The process was continued for 12 hours a day over 20 working days and a total of 1.5 .times. 10.sup.5 square meters of steel was coated. It was found by scanning electron microscopy that the deposited phosphate coating completely covered the steel surface and was of fine grain. A coating of paint, applied subsequently electrodeposition, gave excellent performance when subjected to accelerated tests for corrosion resistance and mechanical properties.

Claims

1. In a method of applying a zinc phosphate coating to a continuous metal surface or to a series of metal surfaces wherein

(1) a metal surface is treated with an acidic phosphating solution which comprises zinc, phosphate and alkali metal ions,

(2) the acidic phosphating solution is replenished as coating proceeds by additions of an acidic material (a) comprising zinc phosphate ions, and of an alkaline material (b) comprising alkali metal ions, and

(3) the composition of the acidic phosphating solution when in the steady state is such that a consistent and satisfactory coating is produced on the metal surface, and can be maintained substantially constant, as coating proceeds, by additions of materials (a) and (b) in a definite ratio of addition rates,

the improvement which consists in commencing to treat a metal surface or metal surfaces in a phosphating solution which is already in said steady state, and thereafter making additions to the acidic phophating solution of materials (a) and (b) so as to maintain constant its electrolytic conductivity at a given temperature, the addition rates of (a) and (b) made in response to any change in conductivity being in the same said definite ratio.

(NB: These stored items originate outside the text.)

//! Async connection pool for the entity store.
//!
//! Wraps `diesel-async`'s `bb8` integration. Checkout failures surface as
//! [`PoolError::Checkout`], which repositories report as connection errors.

use std::time::Duration;

use diesel_async::AsyncPgConnection;
use diesel_async::pooled_connection::AsyncDieselConnectionManager;
use diesel_async::pooled_connection::bb8::{Pool, PooledConnection};

/// Errors that can occur during pool operations.
#[derive(Debug, Clone, PartialEq, Eq, thiserror::Error)]
pub enum PoolError {
    /// Failed to check out a connection from the pool.
    #[error("failed to get connection from pool: {message}")]
    Checkout { message: String },

    /// Failed to build the connection pool.
    #[error("failed to build connection pool: {message}")]
    Build { message: String },
}

impl PoolError {
    pub fn checkout(message: impl Into<String>) -> Self {
        Self::Checkout {
            message: message.into(),
        }
    }

    pub fn build(message: impl Into<String>) -> Self {
        Self::Build {
            message: message.into(),
        }
    }
}

/// Pool settings.
///
/// Defaults: 10 connections, 30 second checkout timeout.
#[derive(Debug, Clone)]
pub struct PoolConfig {
    database_url: String,
    max_size: u32,
    connection_timeout: Duration,
}

impl PoolConfig {
    pub fn new(database_url: impl Into<String>) -> Self {
        Self {
            database_url: database_url.into(),
            max_size: 10,
            connection_timeout: Duration::from_secs(30),
        }
    }

    /// Cap the number of pooled connections. Zero is raised to one.
    pub fn with_max_size(mut self, max_size: u32) -> Self {
        self.max_size = max_size.max(1);
        self
    }

    pub fn with_connection_timeout(mut self, timeout: Duration) -> Self {
        self.connection_timeout = timeout;
        self
    }

    pub fn database_url(&self) -> &str {
        &self.database_url
    }
}

/// Shared handle to the PostgreSQL pool.
#[derive(Clone)]
pub struct DbPool {
    inner: Pool<AsyncPgConnection>,
}

impl DbPool {
    /// Build the pool. Connections are opened lazily.
    ///
    /// # Errors
    ///
    /// Returns [`PoolError::Build`] when the pool cannot be constructed.
    pub async fn new(config: PoolConfig) -> Result<Self, PoolError> {
        let manager = AsyncDieselConnectionManager::<AsyncPgConnection>::new(&config.database_url);
        let inner = Pool::builder()
            .max_size(config.max_size)
            .connection_timeout(config.connection_timeout)
            .build(manager)
            .await
            .map_err(|err| PoolError::build(err.to_string()))?;
        Ok(Self { inner })
    }

    /// Check out a connection.
    ///
    /// # Errors
    ///
    /// Returns [`PoolError::Checkout`] when no connection is available within
    /// the configured timeout.
    pub async fn get(&self) -> Result<PooledConnection<'_, AsyncPgConnection>, PoolError> {
        self.inner
            .get()
            .await
            .map_err(|err| PoolError::checkout(err.to_string()))
    }
}

#[cfg(test)]
mod tests {
    use super::*;
    use rstest::rstest;

    #[rstest]
    fn config_defaults() {
        let config = PoolConfig::new("postgres://localhost/blog");
        assert_eq!(config.database_url(), "postgres://localhost/blog");
        assert_eq!(config.max_size, 10);
        assert_eq!(config.connection_timeout, Duration::from_secs(30));
    }

    #[rstest]
    #[case(20, 20)]
    #[case(0, 1)]
    fn max_size_is_at_least_one(#[case] requested: u32, #[case] expected: u32) {
        let config = PoolConfig::new("postgres://localhost/blog").with_max_size(requested);
        assert_eq!(config.max_size, expected);
    }
}
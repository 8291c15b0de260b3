//! Diesel row types and their conversion into domain values.
//!
//! Rows stay internal to the persistence adapter; the domain never sees them.

use chrono::{DateTime, Utc};
use diesel::prelude::*;
use uuid::Uuid;

use crate::domain::ports::RepositoryError;
use crate::domain::{
    Comment, CommentId, CommentText, Group, GroupId, GroupSlug, ImageRef, Post, PostId, PostText,
    User, UserId, Username,
};

use super::schema::{comments, groups, posts, users};

#[derive(Debug, Clone, Queryable, Selectable)]
#[diesel(table_name = users)]
#[diesel(check_for_backend(diesel::pg::Pg))]
pub(super) struct UserRow {
    pub id: Uuid,
    pub username: String,
}

#[derive(Debug, Clone, Queryable, Selectable)]
#[diesel(table_name = groups)]
#[diesel(check_for_backend(diesel::pg::Pg))]
pub(super) struct GroupRow {
    pub id: i64,
    pub title: String,
    pub slug: String,
    pub description: String,
}

#[derive(Debug, Clone, Queryable, Selectable)]
#[diesel(table_name = posts)]
#[diesel(check_for_backend(diesel::pg::Pg))]
pub(super) struct PostRow {
    pub id: i64,
    pub text: String,
    pub pub_date: DateTime<Utc>,
    pub author_id: Uuid,
    pub group_id: Option<i64>,
    pub image: Option<String>,
}

#[derive(Debug, Insertable)]
#[diesel(table_name = posts)]
pub(super) struct NewPostRow<'a> {
    pub text: &'a str,
    pub pub_date: DateTime<Utc>,
    pub author_id: Uuid,
    pub group_id: Option<i64>,
    pub image: Option<&'a str>,
}

#[derive(Debug, Clone, Queryable, Selectable)]
#[diesel(table_name = comments)]
#[diesel(check_for_backend(diesel::pg::Pg))]
pub(super) struct CommentRow {
    pub id: i64,
    pub post_id: i64,
    pub author_id: Uuid,
    pub text: String,
    pub created: DateTime<Utc>,
}

#[derive(Debug, Insertable)]
#[diesel(table_name = comments)]
pub(super) struct NewCommentRow<'a> {
    pub post_id: i64,
    pub author_id: Uuid,
    pub text: &'a str,
    pub created: DateTime<Utc>,
}

fn corrupt(what: &str, err: impl std::fmt::Display) -> RepositoryError {
    RepositoryError::query(format!("stored {what} is invalid: {err}"))
}

impl TryFrom<UserRow> for User {
    type Error = RepositoryError;

    fn try_from(row: UserRow) -> Result<Self, Self::Error> {
        let username = Username::new(row.username).map_err(|err| corrupt("username", err))?;
        Ok(User::new(UserId::from_uuid(row.id), username))
    }
}

impl TryFrom<GroupRow> for Group {
    type Error = RepositoryError;

    fn try_from(row: GroupRow) -> Result<Self, Self::Error> {
        let slug = GroupSlug::new(row.slug).map_err(|err| corrupt("group slug", err))?;
        Group::new(GroupId::new(row.id), row.title, slug, row.description)
            .map_err(|err| corrupt("group", err))
    }
}

/// Assemble a post from its row and already-converted relations.
pub(super) fn post_from_row(
    row: PostRow,
    author: User,
    group: Option<Group>,
) -> Result<Post, RepositoryError> {
    let text = PostText::new(row.text).map_err(|err| corrupt("post text", err))?;
    let image = row
        .image
        .map(ImageRef::new)
        .transpose()
        .map_err(|err| corrupt("post image", err))?;
    Ok(Post::new(
        PostId::new(row.id),
        text,
        row.pub_date,
        author,
        group,
        image,
    ))
}

/// Assemble a comment from its row and converted author.
pub(super) fn comment_from_row(row: CommentRow, author: User) -> Result<Comment, RepositoryError> {
    let text = CommentText::new(row.text).map_err(|err| corrupt("comment text", err))?;
    Ok(Comment::new(
        CommentId::new(row.id),
        PostId::new(row.post_id),
        text,
        author,
        row.created,
    ))
}
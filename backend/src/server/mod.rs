//! Server construction and middleware wiring.

mod config;
#[cfg(feature = "metrics")]
mod metrics;
mod state_builders;

pub use config::ServerConfig;
#[cfg(feature = "metrics")]
pub(crate) use metrics::prometheus;

#[cfg(feature = "metrics")]
use metrics::MetricsLayer;
use state_builders::build_http_state;

use actix_session::{
    SessionMiddleware,
    config::{CookieContentSecurity, PersistentSession},
    storage::CookieSessionStore,
};
use actix_web::cookie::{Key, SameSite};
use actix_web::dev::{Server, ServiceFactory, ServiceRequest, ServiceResponse};
use actix_web::{App, HttpServer, web};

use blog::Trace;
#[cfg(debug_assertions)]
use blog::doc::ApiDoc;
use blog::inbound::http::configure;
use blog::inbound::http::health::{HealthState, live, ready};
use blog::inbound::http::not_found::not_found;
use blog::inbound::http::state::HttpState;
#[cfg(debug_assertions)]
use utoipa::OpenApi;
#[cfg(debug_assertions)]
use utoipa_swagger_ui::SwaggerUi;

#[derive(Clone)]
struct AppDependencies {
    health_state: web::Data<HealthState>,
    http_state: web::Data<HttpState>,
    key: Key,
    cookie_secure: bool,
    same_site: SameSite,
}

fn build_app(
    deps: AppDependencies,
) -> App<
    impl ServiceFactory<
        ServiceRequest,
        Config = (),
        Response = ServiceResponse,
        Error = actix_web::Error,
        InitError = (),
    >,
> {
    let AppDependencies {
        health_state,
        http_state,
        key,
        cookie_secure,
        same_site,
    } = deps;

    let session = SessionMiddleware::builder(CookieSessionStore::default(), key)
        .cookie_name("session".into())
        .cookie_path("/".into())
        .cookie_secure(cookie_secure)
        .cookie_http_only(true)
        .cookie_content_security(CookieContentSecurity::Private)
        .cookie_same_site(same_site)
        .session_lifecycle(
            PersistentSession::default().session_ttl(actix_web::cookie::time::Duration::weeks(2)),
        )
        .build();

    let app = App::new()
        .app_data(health_state)
        .app_data(http_state)
        .service(ready)
        .service(live);

    #[cfg(debug_assertions)]
    let app = app.service(SwaggerUi::new("/docs").url("/api-docs/openapi.json", ApiDoc::openapi()));

    app.configure(configure)
        .default_service(web::to(not_found))
        .wrap(session)
        .wrap(Trace)
}

/// Build the handler state and start listening.
///
/// # Errors
/// Propagates [`std::io::Error`] when the media root cannot be opened or the
/// socket cannot be bound.
pub async fn create_server(
    health_state: web::Data<HealthState>,
    config: ServerConfig,
) -> std::io::Result<Server> {
    let http_state = web::Data::new(build_http_state(&config).await?);
    let server_health_state = health_state.clone();
    let ServerConfig {
        key,
        cookie_secure,
        same_site,
        bind_addr,
        #[cfg(feature = "metrics")]
        prometheus,
        ..
    } = config;

    #[cfg(feature = "metrics")]
    let metrics_layer = MetricsLayer::from(prometheus);

    let server = HttpServer::new(move || {
        let app = build_app(AppDependencies {
            health_state: server_health_state.clone(),
            http_state: http_state.clone(),
            key: key.clone(),
            cookie_secure,
            same_site,
        });

        #[cfg(feature = "metrics")]
        let app = app.wrap(metrics_layer.clone());

        app
    })
    .bind(bind_addr)?
    .run();

    health_state.mark_ready();
    Ok(server)
}
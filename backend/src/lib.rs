//! Blog backend: posts, groups, comments and follows over a hexagonal core.

pub mod doc;
pub mod domain;
pub mod inbound;
pub mod middleware;
pub mod outbound;
pub mod settings;
#[cfg(any(test, feature = "test-support"))]
pub mod test_support;

/// OpenAPI surface used by Swagger UI and tooling.
pub use doc::ApiDoc;
pub use middleware::Trace;
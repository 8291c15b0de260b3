//! Process settings loaded via OrthoConfig.
//!
//! Values come from CLI flags, `BLOG_*` environment variables and config
//! files, in that order of precedence.

use std::net::SocketAddr;
use std::path::{Path, PathBuf};

use ortho_config::OrthoConfig;
use serde::Deserialize;

const DEFAULT_BIND_ADDR: SocketAddr =
    SocketAddr::new(std::net::IpAddr::V4(std::net::Ipv4Addr::UNSPECIFIED), 8080);
const DEFAULT_MEDIA_ROOT: &str = "media";
const DEFAULT_DB_MAX_CONNECTIONS: u32 = 10;
const DEFAULT_RUN_MIGRATIONS: bool = true;

/// Settings for the blog server.
#[derive(Debug, Clone, Deserialize, OrthoConfig)]
#[ortho_config(prefix = "BLOG")]
pub struct BlogSettings {
    /// Socket address to listen on.
    pub bind_addr: Option<SocketAddr>,
    /// PostgreSQL URL. Without one the server keeps everything in memory.
    pub database_url: Option<String>,
    /// Redis URL for the page cache. Without one pages are cached in-process.
    pub redis_url: Option<String>,
    /// Directory holding uploaded images.
    pub media_root: Option<PathBuf>,
    /// Apply pending migrations at start-up. Defaults to on.
    pub run_migrations: Option<bool>,
    /// Upper bound on pooled database connections.
    pub db_max_connections: Option<u32>,
}

impl BlogSettings {
    pub fn bind_addr(&self) -> SocketAddr {
        self.bind_addr.unwrap_or(DEFAULT_BIND_ADDR)
    }

    pub fn media_root(&self) -> &Path {
        self.media_root
            .as_deref()
            .unwrap_or_else(|| Path::new(DEFAULT_MEDIA_ROOT))
    }

    pub fn run_migrations(&self) -> bool {
        self.run_migrations.unwrap_or(DEFAULT_RUN_MIGRATIONS)
    }

    pub fn db_max_connections(&self) -> u32 {
        self.db_max_connections
            .unwrap_or(DEFAULT_DB_MAX_CONNECTIONS)
    }
}

#[cfg(test)]
mod tests {
    use super::*;
    use std::ffi::OsString;

    use env_lock::lock_env;
    use rstest::rstest;

    const VARS: [&str; 6] = [
        "BLOG_BIND_ADDR",
        "BLOG_DATABASE_URL",
        "BLOG_REDIS_URL",
        "BLOG_MEDIA_ROOT",
        "BLOG_RUN_MIGRATIONS",
        "BLOG_DB_MAX_CONNECTIONS",
    ];

    fn load_from_empty_args() -> BlogSettings {
        BlogSettings::load_from_iter([OsString::from("blog")]).expect("settings should load")
    }

    #[rstest]
    fn defaults_select_in_memory_adapters() {
        let _guard = lock_env(VARS.map(|name| (name, None::<String>)));

        let settings = load_from_empty_args();
        assert_eq!(settings.bind_addr(), DEFAULT_BIND_ADDR);
        assert!(settings.database_url.is_none());
        assert!(settings.redis_url.is_none());
        assert_eq!(settings.media_root(), Path::new("media"));
        assert!(settings.run_migrations());
        assert_eq!(settings.db_max_connections(), 10);
    }

    #[rstest]
    fn environment_overrides_are_respected() {
        let _guard = lock_env([
            ("BLOG_BIND_ADDR", Some("127.0.0.1:9000".to_owned())),
            (
                "BLOG_DATABASE_URL",
                Some("postgres://blog@localhost/blog".to_owned()),
            ),
            ("BLOG_REDIS_URL", Some("redis://localhost:6379".to_owned())),
            ("BLOG_MEDIA_ROOT", Some("/srv/media".to_owned())),
            ("BLOG_RUN_MIGRATIONS", Some("false".to_owned())),
            ("BLOG_DB_MAX_CONNECTIONS", Some("4".to_owned())),
        ]);

        let settings = load_from_empty_args();
        assert_eq!(
            settings.bind_addr(),
            "127.0.0.1:9000".parse::<SocketAddr>().expect("addr")
        );
        assert_eq!(
            settings.database_url.as_deref(),
            Some("postgres://blog@localhost/blog")
        );
        assert_eq!(settings.redis_url.as_deref(), Some("redis://localhost:6379"));
        assert_eq!(settings.media_root(), Path::new("/srv/media"));
        assert!(!settings.run_migrations());
        assert_eq!(settings.db_max_connections(), 4);
    }
}
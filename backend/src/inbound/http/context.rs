//! Per-request identity extraction and login redirects.
//!
//! [`RequestContext`] is built from the cookie session for every handler
//! that asks for it. [`AuthenticatedUser`] additionally insists on a signed-in
//! user and otherwise answers `302 Found` to the login page with the original
//! path and query in `next`.

use actix_web::http::{StatusCode, header};
use actix_web::{FromRequest, HttpRequest, HttpResponse, ResponseError, dev::Payload};
use futures_util::future::LocalBoxFuture;
use url::form_urlencoded;

use crate::domain::{RequestContext, UserId};

use super::session::SessionContext;

/// Login page that unauthenticated requests are sent to.
pub const LOGIN_PATH: &str = "/auth/login/";
/// Query parameter carrying the post-login destination.
pub const NEXT_PARAM: &str = "next";

impl FromRequest for RequestContext {
    type Error = actix_web::Error;
    type Future = LocalBoxFuture<'static, Result<Self, Self::Error>>;

    fn from_request(req: &HttpRequest, payload: &mut Payload) -> Self::Future {
        let fut = SessionContext::from_request(req, payload);
        Box::pin(async move {
            let session = fut.await?;
            Ok(session
                .user_id()?
                .map_or_else(Self::anonymous, Self::authenticated))
        })
    }
}

/// The signed-in user of an auth-required endpoint.
#[derive(Debug, Clone, Copy, PartialEq, Eq)]
pub struct AuthenticatedUser(UserId);

impl AuthenticatedUser {
    pub fn id(&self) -> &UserId {
        &self.0
    }
}

impl FromRequest for AuthenticatedUser {
    type Error = actix_web::Error;
    type Future = LocalBoxFuture<'static, Result<Self, Self::Error>>;

    fn from_request(req: &HttpRequest, payload: &mut Payload) -> Self::Future {
        let target = request_target(req);
        let fut = RequestContext::from_request(req, payload);
        Box::pin(async move {
            let context = fut.await?;
            match context.viewer() {
                Some(id) => Ok(Self(*id)),
                None => Err(LoginRedirect::to_login(&target).into()),
            }
        })
    }
}

/// Rejection that sends the client to the login page.
#[derive(Debug, thiserror::Error)]
#[error("login required")]
pub struct LoginRedirect {
    location: String,
}

impl LoginRedirect {
    /// Redirect to the login page, returning to `target` afterwards.
    ///
    /// ```
    /// use blog::inbound::http::context::LoginRedirect;
    ///
    /// let redirect = LoginRedirect::to_login("/create/?draft=1");
    /// assert_eq!(redirect.location(), "/auth/login/?next=%2Fcreate%2F%3Fdraft%3D1");
    /// ```
    pub fn to_login(target: &str) -> Self {
        let next: String = form_urlencoded::byte_serialize(target.as_bytes()).collect();
        Self {
            location: format!("{LOGIN_PATH}?{NEXT_PARAM}={next}"),
        }
    }

    pub fn location(&self) -> &str {
        &self.location
    }
}

impl ResponseError for LoginRedirect {
    fn status_code(&self) -> StatusCode {
        StatusCode::FOUND
    }

    fn error_response(&self) -> HttpResponse {
        found(self.location.as_str())
    }
}

/// Path and query of the request as received.
pub fn request_target(req: &HttpRequest) -> String {
    req.uri()
        .path_and_query()
        .map_or_else(|| req.path().to_owned(), |pq| pq.as_str().to_owned())
}

/// `302 Found` to `location`.
pub fn found(location: impl Into<String>) -> HttpResponse {
    HttpResponse::Found()
        .insert_header((header::LOCATION, location.into()))
        .finish()
}

/// Accept only same-site relative destinations.
///
/// ```
/// use blog::inbound::http::context::safe_next;
///
/// assert_eq!(safe_next(Some("/follow/")), "/follow/");
/// assert_eq!(safe_next(Some("//evil.example/")), "/");
/// assert_eq!(safe_next(Some("https://evil.example/")), "/");
/// assert_eq!(safe_next(None), "/");
/// ```
pub fn safe_next(next: Option<&str>) -> &str {
    match next {
        Some(path)
            if path.starts_with('/')
                && !path.starts_with("//")
                && !path.contains('\\')
                && !path.chars().any(char::is_control) =>
        {
            path
        }
        _ => "/",
    }
}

2. A method according to claim 1 wherein the desired optimum composition of the acidic phosphating solution when in the steady state is determined by the analysis of a working acidic phosphating solution which provides a desired phosphate coating by a conventional procedure.

3. A method according to claim 1 wherein the acidic solution is replenished as coating proceeds by materials additional to materials (a) and (b).

4. A method according to claim 1

wherein the acidic phosphating solution also comprises a depolarising oxidant.

5. A method according to claim 1

wherein the acidic phosphating solution comprises zinc, phosphate, alkali metal, chlorate and optionally nitrate ions.

6. A method according to claim 1

wherein the metal surface comprises a ferrous metal.